Муссолини подверг валенки тщательному изучению:
— Ничего в жизни не видел уродливее! — было им сказано. — Только дикари способны таскать по снежным сугробам такие огромные и бесформенные футляры скатанные из войлока.
Кавальеро ответил, что вальсировать в валенках смешно, но еще смешнее будет выглядеть итальянский солдат на снегу в ботиночках и в обмотках, — ведь зимою 1941 года число обмороженных превышало количество раненых.
— Эти валенки раздобыл Джованни Мессе, чтобы убедить всех нас в необходимости делать такие же для АРМИРа.
— Разве от валенок зависят успехи Сталина? — недоверчиво фыркнул дуче. — Джованни привык заниматься пустяками.
Но со времен Нерона и Калигуллы гордый Рим не валял валенок. Да и о чем Мессе хлопочет, если к осени с Россией будет уже покончено… От былого могущества у нее останутся валенки!

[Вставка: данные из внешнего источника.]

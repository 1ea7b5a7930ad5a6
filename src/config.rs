//! Cluster configuration: the serde-backed knob set plus the injected
//! collaborator seams.

use std::collections::BTreeMap;
use std::path::PathBuf;
use std::sync::Arc;
use std::time::Duration;

use serde::{Deserialize, Serialize};

use crate::cluster::{
    ChannelKey, ClusterError, LogEntry, MessageLogStorage, MetadataStorage, NodeId, NoopPipeline,
    NoopTraceObserver, NoopTransport, PipelineDelegate, TraceObserver, Transport,
};

/// Plain configuration, loadable from a file. Every field has a default so
/// partial configs merge cleanly; `node_id` is the one field an operator
/// must always set.
#[derive(Clone, Debug, Serialize, Deserialize, PartialEq, Eq)]
#[serde(default)]
pub struct Config {
    /// This node's identity. Required, never zero.
    pub node_id: NodeId,

    /// Cluster transport bind address.
    pub listen_addr: String,

    /// Seed node id to address map.
    pub init_nodes: BTreeMap<NodeId, String>,

    /// Replica tick interval. Heartbeats go out once per tick and the
    /// election timeout is counted in ticks, so this is the base unit of
    /// all replication timing.
    pub heartbeat_ms: u64,

    /// Ticks without a leader heartbeat before a follower starts an
    /// election (randomized up to 2x).
    pub election_timeout_tick: u32,

    /// Target replicas per channel, leader included.
    pub channel_replica_count: u16,

    /// Slot placement grid.
    pub slot_count: u32,
    pub slot_replica_count: u16,

    /// Local persistence root.
    pub data_dir: PathBuf,

    /// Reactor shards; channel ownership is `hash(key) % shard_count`.
    pub shard_count: usize,

    /// Bound of each channel's inbound replica-message queue.
    pub receive_queue_length: usize,

    /// Hard cap on `step_wait`, independent of the caller.
    pub step_wait_timeout_ms: u64,

    /// Most messages moved per pipeline stage per ready.
    pub max_ready_batch: usize,

    /// Per-stage worker pool sizing.
    pub stage_queue_depth: usize,
    pub stage_concurrency: usize,

    /// Workers executing local log append and apply.
    pub storage_worker_count: usize,
}

impl Default for Config {
    fn default() -> Self {
        Self {
            node_id: 0,
            listen_addr: "0.0.0.0:1001".to_string(),
            init_nodes: BTreeMap::new(),
            heartbeat_ms: 500,
            election_timeout_tick: 6,
            channel_replica_count: 3,
            slot_count: 256,
            slot_replica_count: 3,
            data_dir: PathBuf::new(),
            shard_count: 16,
            receive_queue_length: 1024,
            step_wait_timeout_ms: 5_000,
            max_ready_batch: 50,
            stage_queue_depth: 1024,
            stage_concurrency: 4,
            storage_worker_count: 4,
        }
    }
}

impl Config {
    pub fn heartbeat(&self) -> Duration {
        Duration::from_millis(self.heartbeat_ms)
    }

    pub fn step_wait_timeout(&self) -> Duration {
        Duration::from_millis(self.step_wait_timeout_ms)
    }

    pub fn validate(&self) -> Result<(), ClusterError> {
        if self.node_id == 0 {
            return Err(ClusterError::InvalidArg {
                reason: "node_id is required".to_string(),
            });
        }
        if self.shard_count == 0 {
            return Err(ClusterError::InvalidArg {
                reason: "shard_count must be at least 1".to_string(),
            });
        }
        if self.heartbeat_ms == 0 {
            return Err(ClusterError::InvalidArg {
                reason: "heartbeat_ms must be nonzero".to_string(),
            });
        }
        if self.election_timeout_tick == 0 {
            return Err(ClusterError::InvalidArg {
                reason: "election_timeout_tick must be nonzero".to_string(),
            });
        }
        Ok(())
    }
}

/// Invoked when a channel's leader changes, with the new leader id.
pub type LeaderChangeFn = dyn Fn(&ChannelKey, NodeId) + Send + Sync;

/// Applies channel metadata log entries after commit.
pub type ChannelMetaApplyFn =
    dyn Fn(&str, u8, &[LogEntry]) -> Result<(), ClusterError> + Send + Sync;

/// A `Config` plus the collaborators the core calls out to. Storage is
/// mandatory; everything else defaults to a no-op suitable for tests and
/// single-node runs.
#[derive(Clone)]
pub struct Options {
    pub config: Config,
    pub message_log_storage: Arc<dyn MessageLogStorage>,
    pub metadata_storage: Arc<dyn MetadataStorage>,
    pub transport: Arc<dyn Transport>,
    pub pipeline: Arc<dyn PipelineDelegate>,
    pub trace: Arc<dyn TraceObserver>,
    pub on_leader_change: Option<Arc<LeaderChangeFn>>,
    pub on_channel_meta_apply: Option<Arc<ChannelMetaApplyFn>>,
}

impl Options {
    pub fn new(
        config: Config,
        message_log_storage: Arc<dyn MessageLogStorage>,
        metadata_storage: Arc<dyn MetadataStorage>,
    ) -> Self {
        Self {
            config,
            message_log_storage,
            metadata_storage,
            transport: Arc::new(NoopTransport),
            pipeline: Arc::new(NoopPipeline),
            trace: Arc::new(NoopTraceObserver),
            on_leader_change: None,
            on_channel_meta_apply: None,
        }
    }

    pub fn with_transport(mut self, transport: Arc<dyn Transport>) -> Self {
        self.transport = transport;
        self
    }

    pub fn with_pipeline(mut self, pipeline: Arc<dyn PipelineDelegate>) -> Self {
        self.pipeline = pipeline;
        self
    }

    pub fn with_trace(mut self, trace: Arc<dyn TraceObserver>) -> Self {
        self.trace = trace;
        self
    }

    pub fn with_on_leader_change(mut self, callback: Arc<LeaderChangeFn>) -> Self {
        self.on_leader_change = Some(callback);
        self
    }

    pub fn with_on_channel_meta_apply(mut self, callback: Arc<ChannelMetaApplyFn>) -> Self {
        self.on_channel_meta_apply = Some(callback);
        self
    }
}

#[cfg(test)]
mod tests {
    use super::*;

    #[test]
    fn partial_config_fills_defaults() {
        let config: Config =
            serde_json::from_str(r#"{"node_id": 7, "heartbeat_ms": 100}"#).unwrap();
        assert_eq!(config.node_id, 7);
        assert_eq!(config.heartbeat_ms, 100);
        assert_eq!(config.election_timeout_tick, 6);
        assert_eq!(config.channel_replica_count, 3);
        assert_eq!(config.slot_count, 256);
        assert_eq!(config.step_wait_timeout_ms, 5_000);
    }

    #[test]
    fn validate_rejects_missing_node_id() {
        let config = Config::default();
        assert!(config.validate().is_err());
        let config = Config {
            node_id: 1,
            ..Default::default()
        };
        assert!(config.validate().is_ok());
    }
}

(Наш историк Г. С. Филатов, лучший знаток итальянского фашизма, писал, что «авторитетные инстанции в Риме пришли к заключению, что изготовление валенок является причудой Мессе… нашлись люди, которые были заинтересованы в том, чтобы валенки не перекрыли путь уставным ботинкам»; от себя я, автор, добавлю, что придет зима, и тогда ботинки с обмотками станут причиной гибели многих итальянцев под Сталинградом.)
Клара Петаччи, Анджелла и прекрасная официантка Ирма закономерно дополняли брачный союз Муссолини с тяжеловесной донной Ракеле. Не думайте, что во дворце Палаццо Венециа царило семейное согласие. Нет! Однажды сюда проник тайный агент гестапо по фамилии Дольман, и донна Ракеле, задыхаясь от гнева, нашептала ему:
— Если ваш великий фюрер обеспечит мою старость хорошей персональной пенсией, то я согласна извещать его об изменах моего мужа и предательстве зятя графа Чиано, отца моих внуков… В этом доме, — сказала женщина, — давно ползают коварные змеи и бродят по углам тщеславные павлины, согласные продать всех нас за хорошую порцию макарон с маслом.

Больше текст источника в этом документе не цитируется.